Ah, s'il te plaît: pas de débat sur l'euthanasie sur ce forum! Trop politique..... Même si dans ce cas, ça fait rêver: faites piquer les généraux dont vous ne voulez plus, y'a plus de place à la SPA dans les hospices....

 

l'impression que nous assistons à une militarisation, de façade au moins, de plus en plus poussée de la vie économique. Que cela soit dans certaines approches (notamment en Marketing et GRH, à des fins parfois franchement navrantes) ou dans certaines politiques économiques et industrielles (USA, Chine...).

 

Pas une militarisation: une "guerrisation". Le militaire n'est qu'un aspect de la guerre: là, ce que tu vois, ce sont des entreprises de taille croissante qui requièrent de plus en plus (avec en plus des Etats qui ont tendance à outsourcer et ne peuvent ni ne veulent consacrer de moyens suffisants à beaucoup d'activités et moyens de sécurité et d'influence), avec la façon dont la mondialisation se passe, des moyens de se faire concurrence, et rarement de manière "loyale" (au sens d'encadré par un système unique de régulation permettant un jeu sur les mêmes bases); la tendance naturelle d'une entreprise, surtout une qui a des moyens et est "arrivée" à un certain stade de succès, c'est de recourir à tous les moyens possibles pour garder sa place et taper celle des autres..... Et absolument RIEN dans ce processus ne passe réellement par la façon dont les fanas aiment présenter le libre jeu de la concurrence (cad se faire concurrence par le produit et sa promotion, par son organisation et son efficacité.... On préfère garantir ses avantages, emmerder et taper le concurrent....): espionnage dit industriel, jeu d'influence sur les marchés et les populations (à la base, quand on est un "vrai" libéral, on est censé même refuser l'idée même de publicité/com/marketing), manipulation de tous les types d'information, stratégies de distorsion des conditions de marché (stratégies de communication/désinformation, lobbying auprès des politiques....), manipulation des dispositifs légaux pour garantir au mieux ses positions et développer ses marchés, concurrence déloyale et abus de position (voire de position dominante)....
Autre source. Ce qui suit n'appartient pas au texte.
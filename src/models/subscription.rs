// src/models/subscription.rs

use chrono::{DateTime, Utc};
use serde::Serialize;
use utoipa::ToSchema;

use crate::common::fields::{str_field, timestamp_field, Fields};
use crate::models::permissions::Page;

pub const DEFAULT_STATUS: &str = "active";
pub const DEFAULT_PLAN: &str = "starter";

const DAY_MILLIS: i64 = 24 * 60 * 60 * 1000;

/// Campos de cobrança como estão gravados (no perfil do dono, ou copiados
/// para o registro do técnico com prefixo `parent`).
#[derive(Debug, Clone, Default, PartialEq, Eq)]
pub struct SubscriptionInput {
    pub status: Option<String>,
    pub plan: Option<String>,
    pub trial_ends_at: Option<DateTime<Utc>>,
}

impl SubscriptionInput {
    pub fn from_owner_fields(fields: &Fields) -> Self {
        Self {
            status: str_field(fields, "subscriptionStatus"),
            plan: str_field(fields, "subscriptionPlan"),
            trial_ends_at: timestamp_field(fields, "trialEndsAt"),
        }
    }

    pub fn from_parent_snapshot(fields: &Fields) -> Self {
        Self {
            status: str_field(fields, "parentSubscriptionStatus"),
            plan: str_field(fields, "parentSubscriptionPlan"),
            trial_ends_at: timestamp_field(fields, "parentTrialEndsAt"),
        }
    }

    /// Cópia pontual para gravar no registro do técnico.
    pub fn to_parent_snapshot(&self) -> Fields {
        let mut fields = Fields::new();
        fields.insert(
            "parentSubscriptionStatus".into(),
            self.status.clone().unwrap_or_else(|| DEFAULT_STATUS.into()).into(),
        );
        fields.insert(
            "parentSubscriptionPlan".into(),
            self.plan.clone().unwrap_or_else(|| DEFAULT_PLAN.into()).into(),
        );
        fields.insert(
            "parentTrialEndsAt".into(),
            self.trial_ends_at
                .map(|at| at.to_rfc3339().into())
                .unwrap_or(serde_json::Value::Null),
        );
        fields
    }
}

#[derive(Debug, Clone, PartialEq, Eq, Serialize, ToSchema)]
#[serde(rename_all = "camelCase")]
pub struct SubscriptionState {
    pub status: String,
    pub plan: String,
    pub trial_ends_at: Option<DateTime<Utc>>,
    pub is_trialing: bool,
    pub is_active: bool,
    pub trial_days_left: Option<i64>,
}

impl SubscriptionState {
    pub fn evaluate(input: &SubscriptionInput, now: DateTime<Utc>) -> Self {
        let status = input.status.clone().unwrap_or_else(|| DEFAULT_STATUS.to_string());
        let plan = input.plan.clone().unwrap_or_else(|| DEFAULT_PLAN.to_string());

        let is_trialing = status == "trialing"
            && input.trial_ends_at.map(|ends| ends > now).unwrap_or(true);
        let is_active = status == "active" || is_trialing;

        let trial_days_left = if is_trialing {
            input.trial_ends_at.map(|ends| {
                let remaining = (ends - now).num_milliseconds();
                // Teto da divisão; `remaining` é positivo aqui.
                ((remaining + DAY_MILLIS - 1) / DAY_MILLIS).max(0)
            })
        } else {
            None
        };

        Self {
            status,
            plan,
            trial_ends_at: input.trial_ends_at,
            is_trialing,
            is_active,
            trial_days_left,
        }
    }

    pub fn allows(&self, page: Page) -> bool {
        self.is_active || page.exempt_from_subscription()
    }
}

#[cfg(test)]
mod tests {
    use super::*;
    use chrono::Duration;

    fn trialing(ends: Option<DateTime<Utc>>) -> SubscriptionInput {
        SubscriptionInput { status: Some("trialing".into()), plan: Some("trial".into()), trial_ends_at: ends }
    }

    #[test]
    fn missing_fields_default_to_active_starter() {
        let state = SubscriptionState::evaluate(&SubscriptionInput::default(), Utc::now());
        assert_eq!(state.status, "active");
        assert_eq!(state.plan, "starter");
        assert!(state.is_active);
        assert!(!state.is_trialing);
        assert_eq!(state.trial_days_left, None);
    }

    #[test]
    fn trial_with_days_remaining_is_active() {
        let now = Utc::now();
        let state = SubscriptionState::evaluate(&trialing(Some(now + Duration::days(3))), now);
        assert!(state.is_active);
        assert!(state.is_trialing);
        assert_eq!(state.trial_days_left, Some(3));
    }

    #[test]
    fn partial_days_round_up() {
        let now = Utc::now();
        let state = SubscriptionState::evaluate(&trialing(Some(now + Duration::hours(30))), now);
        assert_eq!(state.trial_days_left, Some(2));
    }

    #[test]
    fn expired_trial_is_inactive() {
        let now = Utc::now();
        let state = SubscriptionState::evaluate(&trialing(Some(now - Duration::days(1))), now);
        assert!(!state.is_active);
        assert!(!state.is_trialing);
        assert_eq!(state.trial_days_left, None);
    }

    #[test]
    fn open_ended_trial_stays_active() {
        let state = SubscriptionState::evaluate(&trialing(None), Utc::now());
        assert!(state.is_active);
        assert_eq!(state.trial_days_left, None);
    }

    #[test]
    fn inactive_subscription_still_opens_account_and_settings() {
        let input = SubscriptionInput { status: Some("canceled".into()), ..Default::default() };
        let state = SubscriptionState::evaluate(&input, Utc::now());
        assert!(!state.allows(Page::Agenda));
        assert!(state.allows(Page::Conta));
        assert!(state.allows(Page::Configuracoes));
    }

    #[test]
    fn parent_snapshot_round_trips() {
        let now = Utc::now();
        let owner = trialing(Some(now + Duration::days(5)));
        let snapshot = owner.to_parent_snapshot();
        let restored = SubscriptionInput::from_parent_snapshot(&snapshot);
        assert_eq!(restored.status, owner.status);
        assert_eq!(restored.plan, owner.plan);
        assert_eq!(
            restored.trial_ends_at.map(|t| t.timestamp()),
            owner.trial_ends_at.map(|t| t.timestamp())
        );
    }
}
Et plus ces logiques s'installent, plus se créent des structures, en interne des grandes entreprises aussi bien qu'en exter (des secteurs économiques dédiés, quoi) pour développer (et donc encourager à faire toujours plus) ce type d'activités: dans la com et le marketing, j'ai vu à quoi ça ressemble, dans le domaine du droit, il suffit de parler à des avocats (notamment en droit de la concurrence), dans le domaine de l'intelligence économique et de la sécurité, c'est énorme, désormais.... Et toute activité qui se développe et passe de l'artisanat à l'industrie développe aussi son "approche" du métier: de simples méthodes, on passe à des tactiques, des tactiques on arrive à des stratégies, pour anticiper plus longtemps à l'avance.

 

Ca sonne très militaire, mais ce n'est pas du militaire. C'est une autre forme d'affrontement. Mais bon, militarisation de l'économie.... Oh merde! T'es pas un de ces cadres qui a suivi des séminaires ou lu des bouquins utilisant Sun Tzu comme analogie du business :happy: ? C'est un gimmick commercial ce truc! C'est fait pour flatter l'ego du jeune cadre qui se rêve "conquérant".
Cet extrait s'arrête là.